Je l'ai regardée. Elle m'a regardé. Misérable. Sans le moindre jugement. Comme une loque, une broutille, qui étincèle si on daignait l'essuyer un peu de ses peines.
Elle m'a tendu la main. Et je suis tombé amoureux. Si fou d'elle, que je ne lui ai pas tendu la mienne, pour que l'on reste deux, qu'on ne fasse pas qu'un et que je puisse continuer à la regarder.
Depuis, maladivement, je cache précieusement mes peines. Comme un trésor que je collectionne.
En haillons, les autres hommes ne comprennent pas.
Et moi non plus. Pourquoi je suis resté si malheureux. Pour qu'elle revienne me voir, tous les soirs.
Je me suis perdu si loin, que je n'ai plus qu'elle.
Et je sombre chaque jour un peu plus, bercé par ses yeux froids, n'est-ce pas pitoyable ?
Mais je vous le promets. Je n'ai jamais rien vu d'aussi beau.
Je ne sais pas si je suis possédé. Je ne sais pas si je suis malade. Mais de toute façon, la ou je m'éteins lentement, dans un coin sombre d'une chambre, d'internet, rien de beau ne s'élèvera.
Nous sommes dans un mouroir mes koupins du forom. Personne n'écoute. Tout est si loin. Que je n'entends plus qu'elle.

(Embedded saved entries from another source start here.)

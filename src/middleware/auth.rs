use axum::{extract::FromRequestParts, http::request::Parts};
use axum_extra::{
    TypedHeader,
    headers::{Authorization, authorization::Bearer},
};
use rollcall_auth::verify_token;
use rollcall_core::AppError;
use rollcall_models::TeacherId;

use crate::state::AppState;

/// The teacher a request's bearer token was issued to.
///
/// Rejects with 401 when the `Authorization` header is missing, is not a
/// bearer token, fails signature verification, or lacks a usable
/// `teacher_id` claim.
#[derive(Debug, Clone, Copy)]
pub struct AuthTeacher(pub TeacherId);

impl AuthTeacher {
    pub fn teacher_id(&self) -> TeacherId {
        self.0
    }
}

impl FromRequestParts<AppState> for AuthTeacher {
    type Rejection = AppError;

    async fn from_request_parts(
        parts: &mut Parts,
        state: &AppState,
    ) -> Result<Self, Self::Rejection> {
        let TypedHeader(Authorization(bearer)) =
            TypedHeader::<Authorization<Bearer>>::from_request_parts(parts, state)
                .await
                .map_err(|_| {
                    AppError::unauthorized("Missing or invalid authorization header".to_string())
                })?;

        let claims = verify_token(bearer.token(), &state.jwt_config)?;

        Ok(AuthTeacher(claims.teacher_id()?))
    }
}
use anyhow::anyhow;
use axum::{
    Json,
    extract::{FromRequest, Request, rejection::JsonRejection},
};
use rollcall_core::AppError;
use serde::de::DeserializeOwned;
use validator::{Validate, ValidationErrors};

fn format_errors(errors: &ValidationErrors) -> String {
    errors
        .field_errors()
        .iter()
        .flat_map(|(field, errors)| {
            errors.iter().map(move |error| {
                error
                    .message
                    .as_ref()
                    .map(|msg| msg.to_string())
                    .unwrap_or_else(|| format!("{} is invalid", field))
            })
        })
        .collect::<Vec<_>>()
        .join(", ")
}

/// Strips axum's generic prefix and serde's position suffix from a data error.
fn describe_data_error(body_text: &str) -> String {
    let detail = body_text
        .split_once(": ")
        .map(|(_, rest)| rest)
        .unwrap_or(body_text);
    let detail = detail
        .rsplit_once(" at line ")
        .map(|(head, _)| head)
        .unwrap_or(detail);

    if let Some(field) = detail
        .split("missing field `")
        .nth(1)
        .and_then(|s| s.split('`').next())
    {
        return format!("{} is required", field);
    }

    format!("Invalid request body: {}", detail)
}

fn reject(rejection: JsonRejection) -> AppError {
    match rejection {
        // Well-formed JSON whose values do not fit: unknown enum variants,
        // bad dates, missing fields.
        JsonRejection::JsonDataError(err) => {
            AppError::unprocessable(anyhow!(describe_data_error(&err.body_text())))
        }
        JsonRejection::MissingJsonContentType(_) => {
            AppError::bad_request(anyhow!("Missing 'Content-Type: application/json' header"))
        }
        _ => AppError::bad_request(anyhow!("Invalid request body")),
    }
}

/// `Json<T>` followed by `validator` checks. Shape errors are 422, syntax errors 400.
#[derive(Debug, Clone, Copy, Default)]
pub struct ValidatedJson<T>(pub T);

impl<T, S> FromRequest<S> for ValidatedJson<T>
where
    T: DeserializeOwned + Validate,
    S: Send + Sync,
{
    type Rejection = AppError;

    async fn from_request(req: Request, state: &S) -> Result<Self, Self::Rejection> {
        let Json(value) = Json::<T>::from_request(req, state).await.map_err(reject)?;

        value
            .validate()
            .map_err(|errors| AppError::unprocessable(anyhow!("{}", format_errors(&errors))))?;

        Ok(ValidatedJson(value))
    }
}

#[cfg(test)]
mod tests {
    use super::*;

    #[test]
    fn test_missing_field_message() {
        let text = "Failed to deserialize the JSON body into the target type: missing field `session` at line 1 column 20";
        assert_eq!(describe_data_error(text), "session is required");
    }

    #[test]
    fn test_unknown_variant_message() {
        let text = "Failed to deserialize the JSON body into the target type: session: unknown variant `evening`, expected `morning` or `afternoon` at line 1 column 42";
        assert_eq!(
            describe_data_error(text),
            "Invalid request body: session: unknown variant `evening`, expected `morning` or `afternoon`"
        );
    }
}
//! Rollcall Observability
//!
//! Console and file logging, OpenTelemetry trace export, and Prometheus
//! metrics for the attendance API.
//!
//! Everything beyond console logging sits behind the `observability` feature
//! (on by default). At runtime, `OBSERVABILITY_ENABLED=false` turns it off
//! again and falls back to [`basic_logging`].
//!
//! ```no_run
//! use rollcall_observability::{init_tracing, shutdown_tracer};
//!
//! #[tokio::main]
//! async fn main() {
//!     init_tracing();
//!     // ... serve ...
//!     shutdown_tracer().await;
//! }
//! ```

pub mod basic_logging;

#[cfg(feature = "observability")]
pub mod logging;
#[cfg(feature = "observability")]
pub mod metrics;

#[cfg(feature = "observability")]
pub use metrics_exporter_prometheus::PrometheusHandle;

#[cfg(feature = "observability")]
pub use self::logging::{init_tracing, logging_middleware, shutdown_tracer};
#[cfg(feature = "observability")]
pub use self::metrics::{
    init_metrics, metrics_app, metrics_middleware, track_attendance_submitted,
    track_duplicate_submission, track_login_failure, track_login_success, track_token_issued,
};

use std::sync::OnceLock;

static OBSERVABILITY_ENABLED: OnceLock<bool> = OnceLock::new();

/// Reads `OBSERVABILITY_ENABLED` once; anything but `false` or `0` means on.
pub fn is_observability_enabled() -> bool {
    *OBSERVABILITY_ENABLED.get_or_init(|| {
        cfg!(feature = "observability")
            && std::env::var("OBSERVABILITY_ENABLED")
                .map(|v| parse_enabled(&v))
                .unwrap_or(true)
    })
}

fn parse_enabled(value: &str) -> bool {
    let value = value.trim();
    !(value.eq_ignore_ascii_case("false") || value == "0")
}

// No-op stubs when observability is disabled
#[cfg(not(feature = "observability"))]
pub mod stubs {
    use axum::{Router, extract::Request, middleware::Next, response::Response};

    pub async fn logging_middleware(req: Request, next: Next) -> Response {
        next.run(req).await
    }

    pub async fn metrics_middleware(req: Request, next: Next) -> Response {
        next.run(req).await
    }

    /// Console logging only.
    pub fn init_tracing() {
        super::basic_logging::init_basic_console_logging();
    }

    pub async fn shutdown_tracer() {}

    /// Never installs a recorder; there is nothing to scrape.
    pub fn init_metrics() -> Option<()> {
        None
    }

    pub fn metrics_app(_handle: ()) -> Router {
        Router::new()
    }

    pub fn track_login_success() {}
    pub fn track_login_failure(_reason: &str) {}
    pub fn track_token_issued() {}
    pub fn track_attendance_submitted(_session: &str, _records: usize) {}
    pub fn track_duplicate_submission() {}
}

#[cfg(not(feature = "observability"))]
pub use stubs::*;
//! # Rollcall Core
//!
//! Core types, errors, and utilities shared by every Rollcall crate:
//!
//! - [`errors`]: Application error type with HTTP response conversion
//! - [`pagination`]: Optional limit/offset pagination for list endpoints
//! - [`password`]: bcrypt password hashing and verification
//!
//! # Example
//!
//! ```ignore
//! use rollcall_core::errors::AppError;
//! use rollcall_core::password::{hash_password_with_cost, verify_password};
//!
//! let error = AppError::class_not_found();
//! let hash = hash_password_with_cost("password123", bcrypt::DEFAULT_COST)?;
//! assert!(verify_password("password123", &hash)?);
//! ```

pub mod errors;
pub mod pagination;
pub mod password;

pub use errors::AppError;
pub use pagination::{Page, PaginationParams};
pub use password::{hash_password_with_cost, verify_password};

Bercés par la Mort, sa comptine cruelle est tout ce qui me reste. Je joue tout seul à la marelle censée m'amener jusqu'au ciel.
Et meme si je perds, déchu de tout sur la terre, folie ou réalité, qu'importe tant qu'elle est la. Vos émotions, votre bonheur, votre vitalité peut vous quitter. Mais la Mort, elle, ne vous quittera jamais des yeux. Et vous pourrez ainsi renaitre indéfiniment à travers eux.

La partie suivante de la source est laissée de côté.